Yes, but the web's protocol model is not really the same as ours. In Mercurial,
the client is supposed to make every protocol decision while the server
passively does what it's asked to do while keeping no state and making no
choices. There's no negotiation taking place, so the server never needs or
should know what the client is capable of except via what it asks for.

This model has served us very well for keeping the server side simple and
compatible and the client complexity has been pretty well-contained as well.
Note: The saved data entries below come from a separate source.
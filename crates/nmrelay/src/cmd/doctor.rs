use std::path::{Path, PathBuf};

use nmrelay_transport::{transport_for, TransportKind};
use serde::Serialize;

use crate::cmd::{DoctorArgs, EndpointArgs};
use crate::exit::{CliResult, HEALTH_CHECK_FAILED, SUCCESS};
use crate::output::OutputFormat;

#[derive(Clone, Copy, Debug, Serialize)]
#[serde(rename_all = "lowercase")]
enum CheckStatus {
    Pass,
    Fail,
    Warn,
    Info,
    Skip,
}

#[derive(Debug, Serialize)]
struct CheckResult {
    name: String,
    status: CheckStatus,
    detail: String,
}

impl CheckResult {
    fn new(name: &str, status: CheckStatus, detail: impl Into<String>) -> Self {
        Self {
            name: name.to_string(),
            status,
            detail: detail.into(),
        }
    }
}

#[derive(Debug, Serialize)]
struct DoctorOutput {
    endpoint: String,
    transport: &'static str,
    checks: Vec<CheckResult>,
    overall: &'static str,
}

pub fn run(_args: DoctorArgs, endpoint: &EndpointArgs, format: OutputFormat) -> CliResult<i32> {
    let kind = endpoint.kind();
    let path = endpoint.path();
    let checks = vec![
        platform_transport_check(),
        temp_dir_writable_check(),
        endpoint_path_check(kind, &path),
        endpoint_state_check(kind, &path),
        compiled_features_check(),
    ];

    let has_fail = checks.iter().any(|c| matches!(c.status, CheckStatus::Fail));
    let output = DoctorOutput {
        endpoint: path.display().to_string(),
        transport: kind.as_str(),
        checks,
        overall: if has_fail { "fail" } else { "pass" },
    };

    print_doctor(&output, format);

    if has_fail {
        Ok(HEALTH_CHECK_FAILED)
    } else {
        Ok(SUCCESS)
    }
}

fn print_doctor(output: &DoctorOutput, format: OutputFormat) {
    match format {
        OutputFormat::Json => {
            println!(
                "{}",
                serde_json::to_string(output).unwrap_or_else(|_| "{}".to_string())
            );
        }
        OutputFormat::Table | OutputFormat::Pretty => {
            println!("nmrelay doctor ({} at {})\n", output.transport, output.endpoint);
            for c in &output.checks {
                println!(
                    "  [{:>4}] {:<22} {}",
                    status_text(c.status),
                    c.name,
                    c.detail
                );
            }
            if output.overall == "pass" {
                println!("\n  Result: all checks passed");
            } else {
                println!("\n  Result: one or more checks failed");
            }
        }
    }
}

fn status_text(status: CheckStatus) -> &'static str {
    match status {
        CheckStatus::Pass => "PASS",
        CheckStatus::Fail => "FAIL",
        CheckStatus::Warn => "WARN",
        CheckStatus::Info => "INFO",
        CheckStatus::Skip => "SKIP",
    }
}

fn platform_transport_check() -> CheckResult {
    if cfg!(unix) {
        CheckResult::new(
            "platform_transport",
            CheckStatus::Pass,
            "Unix domain sockets and FIFOs available",
        )
    } else {
        CheckResult::new(
            "platform_transport",
            CheckStatus::Fail,
            "no local pipe backend on this platform (named pipes not implemented)",
        )
    }
}

fn temp_dir_writable_check() -> CheckResult {
    let dir = std::env::temp_dir().join(format!(
        "nmrelay-doctor-{}-{}",
        std::process::id(),
        std::time::SystemTime::now()
            .duration_since(std::time::UNIX_EPOCH)
            .map(|d| d.as_nanos())
            .unwrap_or_default()
    ));
    if let Err(err) = std::fs::create_dir_all(&dir) {
        return CheckResult::new(
            "temp_dir_writable",
            CheckStatus::Fail,
            format!("{}: {err}", dir.display()),
        );
    }

    let result =
        transport_for(TransportKind::Socket, dir.join("doctor.sock")).and_then(|transport| {
            transport.open()?;
            transport.close()
        });
    let _ = std::fs::remove_dir_all(&dir);

    match result {
        Ok(()) => CheckResult::new(
            "temp_dir_writable",
            CheckStatus::Pass,
            "temp dir socket bind succeeded",
        ),
        Err(err) => CheckResult::new(
            "temp_dir_writable",
            CheckStatus::Fail,
            format!("temp dir socket bind failed: {err}"),
        ),
    }
}

fn endpoint_path_check(kind: TransportKind, path: &Path) -> CheckResult {
    match transport_for(kind, path) {
        Ok(_) => CheckResult::new("endpoint_path", CheckStatus::Pass, path.display().to_string()),
        Err(err) => CheckResult::new("endpoint_path", CheckStatus::Fail, err.to_string()),
    }
}

fn endpoint_state_check(kind: TransportKind, path: &Path) -> CheckResult {
    #[cfg(unix)]
    {
        use std::os::unix::fs::FileTypeExt;

        let probe: Vec<PathBuf> = match kind {
            TransportKind::Socket => vec![path.to_path_buf()],
            TransportKind::Fifo => {
                let (requests, responses) = nmrelay_transport::fifo::fifo_paths(path);
                vec![requests, responses]
            }
        };

        let mut present = Vec::new();
        for candidate in &probe {
            let Ok(metadata) = std::fs::symlink_metadata(candidate) else {
                continue;
            };
            let expected = match kind {
                TransportKind::Socket => metadata.file_type().is_socket(),
                TransportKind::Fifo => metadata.file_type().is_fifo(),
            };
            if !expected {
                return CheckResult::new(
                    "endpoint_state",
                    CheckStatus::Fail,
                    format!("{} exists and is not a {}", candidate.display(), kind.as_str()),
                );
            }
            present.push(candidate);
        }

        if present.is_empty() {
            return CheckResult::new("endpoint_state", CheckStatus::Info, "endpoint not present");
        }
        match kind {
            TransportKind::Fifo => CheckResult::new(
                "endpoint_state",
                CheckStatus::Info,
                format!("{} of 2 fifos present; existing fifos are reused", present.len()),
            ),
            TransportKind::Socket if std::os::unix::net::UnixStream::connect(path).is_ok() => {
                CheckResult::new(
                    "endpoint_state",
                    CheckStatus::Info,
                    "a relay is listening on this endpoint",
                )
            }
            TransportKind::Socket => CheckResult::new(
                "endpoint_state",
                CheckStatus::Warn,
                "stale socket; it will be replaced on start",
            ),
        }
    }

    #[cfg(not(unix))]
    {
        let _ = (kind, path);
        CheckResult::new(
            "endpoint_state",
            CheckStatus::Skip,
            "endpoint probe not implemented on this platform",
        )
    }
}

fn compiled_features_check() -> CheckResult {
    let mut features = Vec::new();
    if cfg!(feature = "cli") {
        features.push("cli");
    }
    CheckResult::new("compiled_features", CheckStatus::Info, features.join(", "))
}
But
it does have the various downsides you've mentioned like being unable to herd
your kittens remotely.

I'm ok with exposing a version to servers for logging purposes, but we shouldn't
do anything to facilitate looking at it in the server side code.  

I think your theory that __version__ won't contain spaces is optimistic.

-- 
Mathematics is the supreme nostalgia of our time.
Mike Hommey - July 14, 2016, 10:38 p.m.
On Thu, Jul 14, 2016 at 05:16:12PM -0500, Matt Mackall wrote:
> Yes, but the web's protocol model is not really the same as ours. In Mercurial,
> the client is supposed to make every protocol decision while the server
> passively does what it's asked to do while keeping no state and making no
> choices. There's no negotiation taking place, so the server never needs or
> should know what the client is capable of except via what it asks for.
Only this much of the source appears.